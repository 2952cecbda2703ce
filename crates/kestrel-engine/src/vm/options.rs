//! Runtime configuration

use serde::{Deserialize, Serialize};
use std::path::Path;

/// Runtime configuration, loadable from JSON
#[derive(Debug, Clone, PartialEq, Eq, Serialize, Deserialize)]
#[serde(default)]
pub struct RuntimeOptions {
    /// Property count above which a hidden class becomes a dictionary
    pub dictionary_threshold: usize,

    /// Largest length a fast array may grow to
    pub fast_array_max_length: usize,

    /// Largest element storage a regular array may grow to; longer
    /// lengths and larger indices raise RangeError
    pub array_dense_limit: usize,

    /// Cache the hidden class of each object literal site
    pub literal_shape_cache: bool,

    /// Default strictness for operations that do not carry their own
    pub strict: bool,
}

impl Default for RuntimeOptions {
    fn default() -> Self {
        Self {
            dictionary_threshold: 64,
            fast_array_max_length: 1 << 24,
            array_dense_limit: 1 << 26,
            literal_shape_cache: true,
            strict: false,
        }
    }
}

impl RuntimeOptions {
    pub fn from_json(json: &str) -> Result<Self, serde_json::Error> {
        serde_json::from_str(json)
    }

    /// Read options from a JSON file
    pub fn from_file(path: impl AsRef<Path>) -> Result<Self, serde_json::Error> {
        let text = std::fs::read_to_string(path).map_err(serde_json::Error::io)?;
        Self::from_json(&text)
    }
}

#[cfg(test)]
mod tests {
    use super::*;

    #[test]
    fn test_defaults() {
        let options = RuntimeOptions::default();
        assert_eq!(options.dictionary_threshold, 64);
        assert_eq!(options.fast_array_max_length, 16_777_216);
        assert_eq!(options.array_dense_limit, 67_108_864);
        assert!(options.literal_shape_cache);
        assert!(!options.strict);
    }

    #[test]
    fn test_partial_json_keeps_defaults() {
        let options = RuntimeOptions::from_json(r#"{ "dictionary_threshold": 8 }"#).unwrap();
        assert_eq!(options.dictionary_threshold, 8);
        assert!(options.literal_shape_cache);
    }
}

+++

*What is being asked*
Output each entry exactly as written, leaving none out.

*Result of this task*
repository 2952cecbda2703ce
filename crates/kestrel-engine/src/vm/options.rs
//! Runtime configuration

use serde::{Deserialize, Serialize};
use std::path::Path;

/// Runtime configuration, loadable from JSON
#[derive(Debug, Clone, PartialEq, Eq, Serialize, Deserialize)]
#[serde(default)]
pub struct RuntimeOptions {
    /// Property count above which a hidden class becomes a dictionary
    pub dictionary_threshold: usize,

    /// Largest length a fast array may grow to
    pub fast_array_max_length: usize,

    /// Largest element storage a regular array may grow to; longer
    /// lengths and larger indices raise RangeError
    pub array_dense_limit: usize,

    /// Cache the hidden class of each object literal site
    pub literal_shape_cache: bool,

    /// Default strictness for operations that do not carry their own
    pub strict: bool,
}

impl Default for RuntimeOptions {
    fn default() -> Self {
        Self {
            dictionary_threshold: 64,
            fast_array_max_length: 1 << 24,
            array_dense_limit: 1 << 26,
            literal_shape_cache: true,
            strict: false,
        }
    }
}

impl RuntimeOptions {
    pub fn from_json(json: &str) -> Result<Self, serde_json::Error> {
        serde_json::from_str(json)
    }

    /// Read options from a JSON file
    pub fn from_file(path: impl AsRef<Path>) -> Result<Self, serde_json::Error> {
        let text = std::fs::read_to_string(path).map_err(serde_json::Error::io)?;
        Self::from_json(&text)
    }
}

#[cfg(test)]
mod tests {
    use super::*;

    #[test]
    fn test_defaults() {
        let options = RuntimeOptions::default();
        assert_eq!(options.dictionary_threshold, 64);
        assert_eq!(options.fast_array_max_length, 16_777_216);
        assert_eq!(options.array_dense_limit, 67_108_864);
        assert!(options.literal_shape_cache);
        assert!(!options.strict);
    }

    #[test]
    fn test_partial_json_keeps_defaults() {
        let options = RuntimeOptions::from_json(r#"{ "dictionary_threshold": 8 }"#).unwrap();
        assert_eq!(options.dictionary_threshold, 8);
        assert!(options.literal_shape_cache);
    }
}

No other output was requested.